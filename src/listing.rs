//! Listing resolution for a selected directory node.

use std::sync::Arc;

use serde::{Deserialize, Serialize};

use crate::{entry::RemoteEntry, error::Result, transport::Transport, tree::DirNode};

/// Immediate children of a directory, split for display.
///
/// The transport's return order is preserved within each partition;
/// sorting and grouping beyond the split belong to the caller.
#[derive(Debug, Clone, Default, PartialEq, Eq, Serialize, Deserialize)]
pub struct Listing {
    pub directories: Vec<RemoteEntry>,
    pub files: Vec<RemoteEntry>,
}

impl Listing {
    fn from_entries(entries: Vec<RemoteEntry>) -> Self {
        let (directories, files) = entries.into_iter().partition(RemoteEntry::is_directory);
        Self { directories, files }
    }

    #[must_use]
    pub fn is_empty(&self) -> bool {
        self.directories.is_empty() && self.files.is_empty()
    }

    #[must_use]
    pub fn len(&self) -> usize {
        self.directories.len() + self.files.len()
    }
}

/// Resolves a directory node to its current remote listing.
///
/// Every resolution is exactly one listing call against the link; no
/// caching, since the remote side is the sole source of truth and may
/// have changed. A failed resolution propagates so the caller can keep
/// showing its last good listing.
pub struct ListingResolver {
    transport: Arc<dyn Transport>,
}

impl ListingResolver {
    pub fn new(transport: Arc<dyn Transport>) -> Self {
        Self { transport }
    }

    pub async fn resolve(&self, node: &DirNode) -> Result<Listing> {
        self.resolve_path(node.path()).await
    }

    pub async fn resolve_path(&self, path: &str) -> Result<Listing> {
        let entries = self.transport.list_directory(path).await?;
        debug!("resolved {} ({} entries)", path, entries.len());
        Ok(Listing::from_entries(entries))
    }
}
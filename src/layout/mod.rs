//! Layout engine: column partitioning/offsets and viewport window math.
//!
//! This module handles:
//! - The column display order, pin/scroll partition, widths and left offsets
//! - Viewport state (scroll position, container size)
//! - Row and column windowing with overscan

mod columns;
mod viewport;

pub use columns::{ColumnBand, ColumnLayout};
pub use viewport::{Viewport, OVERSCAN_ROWS, ROW_HEIGHT};
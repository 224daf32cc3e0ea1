//! Bounded undo log for committed field edits.
//!
//! Entries record the value as it existed immediately before the commit and
//! target rows by id, so reversal works no matter how the view has re-sorted
//! since. Undoing is single-level per entry: undos are never pushed back, so
//! there is no redo.

use std::collections::VecDeque;

use crate::types::{FieldKey, FieldValue};

/// Entries kept before the oldest is dropped.
pub const UNDO_CAP: usize = 50;

/// One reversible field mutation.
#[derive(Debug, Clone, PartialEq)]
pub struct UndoEntry {
    pub row_id: u64,
    pub field: FieldKey,
    /// The value immediately before the commit this entry reverses.
    pub previous: FieldValue,
}

/// Bounded LIFO of undo entries.
#[derive(Debug, Default)]
pub struct UndoStack {
    entries: VecDeque<UndoEntry>,
}

impl UndoStack {
    pub fn new() -> Self {
        Self::default()
    }

    /// Append an entry, dropping the oldest once past [`UNDO_CAP`].
    pub fn push(&mut self, entry: UndoEntry) {
        if self.entries.len() >= UNDO_CAP {
            self.entries.pop_front();
        }
        self.entries.push_back(entry);
    }

    /// Remove and return the most recent entry.
    pub fn pop(&mut self) -> Option<UndoEntry> {
        self.entries.pop_back()
    }

    pub fn depth(&self) -> usize {
        self.entries.len()
    }

    pub fn is_empty(&self) -> bool {
        self.entries.is_empty()
    }

    pub fn clear(&mut self) {
        self.entries.clear();
    }
}

#[cfg(test)]
#[allow(clippy::unwrap_used, clippy::expect_used, clippy::panic)]
mod tests {
    use super::*;

    fn entry(row_id: u64) -> UndoEntry {
        UndoEntry {
            row_id,
            field: FieldKey::Salary,
            previous: FieldValue::Number(row_id as f64),
        }
    }

    #[test]
    fn test_lifo_order() {
        let mut stack = UndoStack::new();
        stack.push(entry(1));
        stack.push(entry(2));
        assert_eq!(stack.pop().unwrap().row_id, 2);
        assert_eq!(stack.pop().unwrap().row_id, 1);
        assert!(stack.pop().is_none());
    }

    #[test]
    fn test_cap_drops_oldest() {
        let mut stack = UndoStack::new();
        for i in 0..(UNDO_CAP as u64 + 10) {
            stack.push(entry(i));
        }
        assert_eq!(stack.depth(), UNDO_CAP);
        // Most recent is still on top; the first ten were dropped.
        assert_eq!(stack.pop().unwrap().row_id, UNDO_CAP as u64 + 9);
        let mut bottom = None;
        while let Some(e) = stack.pop() {
            bottom = Some(e);
        }
        assert_eq!(bottom.unwrap().row_id, 10);
    }
}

▸ Task statement:
Show, from the material above, each line that includes the string "resolution".

▸ Solution to this task:
//! Listing resolution for a selected directory node.
/// Every resolution is exactly one listing call against the link; no
/// have changed. A failed resolution propagates so the caller can keep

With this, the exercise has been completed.